If Shekau’s death is confirmed, it will constitute a major blow to Boko Haram, which has already been weakened by air strikes on its bases and defections in its ranks.
Boko Haram split in 2016 into two parts. The historical faction led by Shekau controlled the area around the Sambisa Forest, while the ISIS-West Africa branch has come to dominate in northeastern Nigeria, where it carries out large-scale attacks against the Nigerian army.
In contrast to Boko Haram, which does not hesitate to kill civilians who do not join its ranks by launching attacks or committing terrible massacres, ISIS-West Africa Province prefers to win the trust of the people of the region and guarantee financial resources in an organized manner.
Analysts are concerned about the rising influence of ISIS-West Africa, which appears to be on the verge of absorbing Boko Haram fighters and taking over its former strongholds, as this means that it controls a larger area and has more fighters and more weapons.
The battles between Boko Haram and ISIS were also in the Nigerian army’s favor. Bekafe Consulting, a risk assessment firm specializing in Africa, said in a note that “if ISIS in West Africa convinces Shekau’s forces to join it, it will control the majority of the hostile forces and will have a presence in the greater part of the areas outside the control of the government in the northeast of the country.”
However, it is likely that ISIS will have to persuade or fight other factions of Boko Haram loyal to Shekau that still control significant strongholds, particularly on both sides of the border with Cameroon in Nigeria’s Gwoza and Pulka, as well as in the Mandara Mountains and even in Niger.
What comes after Shekau?
The results of the fall of Shekau at the hands of ISIS militants in West Africa can be drawn from several points, foremost of which is that whether Shekau was killed or injured, the events confirm the end of the terrorist who has long threatened Nigeria and was a major threat to Nigerian security and the West Africa, where he prominently kidnapped more than 300 female students.
More than 40,000 people have been killed and more than two million people driven from their homes by the conflict in northeastern Nigeria, and fighting has spread to parts of neighboring Chad, Cameroon and Niger.
The second point is that ISIS has become the supreme leader for terrorist organizations in Nigeria and West Africa, as the organization now controls important areas and populations throughout the Sahel region.
The third point is that the death or capture of Shekau could give ISIS-West Africa control over the Sambisa Forest and extend its influence in the northeastern state of Borno and most of the roads leading to the regional capital Maiduguri.
The fourth point is that the repeated failure by the Nigerian authorities to restore the Sambisa Forest would entrench the influence of ISIS-affiliated factions, which extend to the Libyan border.

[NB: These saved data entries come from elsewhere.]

// Telepress - Template-based telemetry compression
// Copyright (c) 2025 David Martin Venti
//
// Dual-licensed under AGPL-3.0 and Commercial License.
// See LICENSE file for details.

//! Threshold controller
//!
//! Keeps each device's match rate inside a target band by nudging the
//! similarity threshold τ multiplicatively after every decision:
//!
//! - recent match distances above the error budget: tighten
//! - match rate below the band: loosen (more matches, more error)
//! - match rate above the band: tighten (fewer matches, less error)
//!
//! τ always stays within `[min, max]` and moves by at most `max_step`
//! (relative) per update.

use std::collections::VecDeque;

use crate::config::ThresholdConfig;

/// Next threshold from the current one and recent behavior
///
/// `recent_error` is the mean distance of recently matched windows, or
/// `None` if none matched.
pub fn adjust(
    tau: f64,
    match_rate: f64,
    recent_error: Option<f64>,
    config: &ThresholdConfig,
) -> f64 {
    let step = config.max_step.clamp(0.0, 1.0);
    let over_budget = recent_error.map_or(false, |e| e > config.error_budget);

    let factor = if over_budget || match_rate > config.target_high {
        1.0 - step
    } else if match_rate < config.target_low {
        1.0 + step
    } else {
        1.0
    };

    (tau * factor).clamp(config.min, config.max)
}

/// Result of one compressor decision, as seen by the controller
#[derive(Debug, Clone, Copy, PartialEq)]
pub struct Outcome {
    /// Window resolved as a reference to an existing template
    pub matched: bool,
    /// Distance to the nearest template
    pub distance: f64,
}

/// Per-device threshold plus a rolling history of decisions
#[derive(Debug, Clone)]
pub struct ThresholdState {
    tau: f64,
    history: VecDeque<Outcome>,
    config: ThresholdConfig,
}

impl ThresholdState {
    /// Start at the configured initial threshold
    pub fn new(config: &ThresholdConfig) -> Self {
        Self::with_tau(config, config.initial)
    }

    /// Start at a given threshold (e.g. restored from storage)
    pub fn with_tau(config: &ThresholdConfig, tau: f64) -> Self {
        let tau = if tau.is_finite() { tau } else { config.initial };
        Self {
            tau: tau.clamp(config.min, config.max),
            history: VecDeque::with_capacity(config.history_len),
            config: config.clone(),
        }
    }

    /// Current threshold τ
    pub fn tau(&self) -> f64 {
        self.tau
    }

    /// Fraction of recent decisions that matched
    pub fn match_rate(&self) -> f64 {
        if self.history.is_empty() {
            return 0.0;
        }
        let matched = self.history.iter().filter(|o| o.matched).count();
        matched as f64 / self.history.len() as f64
    }

    /// Mean distance of recent matched decisions
    pub fn recent_error(&self) -> Option<f64> {
        let (sum, count) = self
            .history
            .iter()
            .filter(|o| o.matched)
            .fold((0.0, 0usize), |(s, c), o| (s + o.distance, c + 1));
        (count > 0).then(|| sum / count as f64)
    }

    /// Record a decision and update τ; returns the new τ
    pub fn observe(&mut self, outcome: Outcome) -> f64 {
        if self.history.len() >= self.config.history_len.max(1) {
            self.history.pop_front();
        }
        self.history.push_back(outcome);

        let next = adjust(
            self.tau,
            self.match_rate(),
            self.recent_error(),
            &self.config,
        );
        if next != self.tau {
            log::trace!("threshold {:.5} -> {:.5}", self.tau, next);
        }
        self.tau = next;
        next
    }
}

#[cfg(test)]
mod tests {
    use super::*;
    use approx::assert_relative_eq;

    fn config() -> ThresholdConfig {
        ThresholdConfig::default()
    }

    #[test]
    fn test_adjust_loosens_when_rate_low() {
        let tau = adjust(0.1, 0.2, None, &config());
        assert_relative_eq!(tau, 0.105, epsilon = 1e-12);
    }

    #[test]
    fn test_adjust_tightens_when_rate_high() {
        let tau = adjust(0.1, 0.95, Some(0.01), &config());
        assert_relative_eq!(tau, 0.095, epsilon = 1e-12);
    }

    #[test]
    fn test_adjust_holds_inside_band() {
        assert_eq!(adjust(0.1, 0.7, Some(0.05), &config()), 0.1);
    }

    #[test]
    fn test_adjust_tightens_over_error_budget() {
        // Low match rate would loosen, but the error budget wins
        let tau = adjust(0.3, 0.1, Some(0.2), &config());
        assert_relative_eq!(tau, 0.285, epsilon = 1e-12);
    }

    #[test]
    fn test_adjust_clamps() {
        let c = config();
        assert_eq!(adjust(c.max, 0.0, None, &c), c.max);
        assert_eq!(adjust(c.min, 1.0, None, &c), c.min);
    }

    #[test]
    fn test_tau_stays_bounded_over_long_histories() {
        let c = config();
        let mut state = ThresholdState::new(&c);
        for i in 0..10_000 {
            let matched = (i / 500) % 2 == 0;
            state.observe(Outcome {
                matched,
                distance: (i % 7) as f64 * 0.05,
            });
            assert!(state.tau() >= c.min && state.tau() <= c.max);
        }
    }

    #[test]
    fn test_step_is_bounded() {
        let c = config();
        let mut state = ThresholdState::new(&c);
        let mut prev = state.tau();
        for i in 0..200 {
            let tau = state.observe(Outcome {
                matched: i % 3 == 0,
                distance: 0.01,
            });
            assert!(tau <= prev * (1.0 + c.max_step) + 1e-12);
            assert!(tau >= prev * (1.0 - c.max_step) - 1e-12);
            prev = tau;
        }
    }

    #[test]
    fn test_rolling_history() {
        let c = ThresholdConfig {
            history_len: 4,
            ..config()
        };
        let mut state = ThresholdState::new(&c);
        for _ in 0..4 {
            state.observe(Outcome {
                matched: false,
                distance: 1.0,
            });
        }
        assert_eq!(state.match_rate(), 0.0);
        assert_eq!(state.recent_error(), None);

        for _ in 0..2 {
            state.observe(Outcome {
                matched: true,
                distance: 0.02,
            });
        }
        assert_eq!(state.match_rate(), 0.5);
        assert_relative_eq!(state.recent_error().unwrap(), 0.02, epsilon = 1e-12);
    }

    #[test]
    fn test_restored_tau_is_clamped() {
        let c = config();
        assert_eq!(ThresholdState::with_tau(&c, 50.0).tau(), c.max);
        assert_eq!(ThresholdState::with_tau(&c, f64::NAN).tau(), c.initial);
    }
}
// Telepress Server - Ingest service, HTTP export and metrics
// Copyright (c) 2025 David Martin Venti
//
// Dual-licensed under AGPL-3.0 and Commercial License.
// See LICENSE file for details.

//! # Telepress Server
//!
//! Runs Telepress compression as a concurrent service:
//!
//! - [`service`]: one tokio task per device, a bounded write queue with
//!   backpressure and async retry against the store
//! - [`ingest`]: CSV datasets (long or wide layout)
//! - [`http`]: reconstructed samples, device summaries and metrics over HTTP
//! - [`metrics`]: Prometheus counters and gauges

pub mod error;
pub mod http;
pub mod ingest;
pub mod metrics;
pub mod service;
pub mod summary;

pub use error::ServerError;
pub use ingest::{read_csv, read_csv_from, Dataset, DatasetInfo};
pub use service::{Service, ServiceConfig, ShutdownReport};
pub use summary::{summarize, DeviceSummary};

Shekau had been under the leadership of swathes of northeastern Nigeria and declared a caliphate in Gwoza, Borno in 2014.
The fifth point is that all armed, extremist and terrorist factions and groups in West Africa will be under the sway of ISIS and Barnawi, which means that any organization that works against ISIS-West Africa will be doomed to the same fate as Shekau.
Finally, the fate of Boko Haram will not end, but may extend in the regions of Lake Chad, especially on the borders of Niger and Chad, but the supreme word for terrorist groups in West Africa will be for Barnawi’s organization.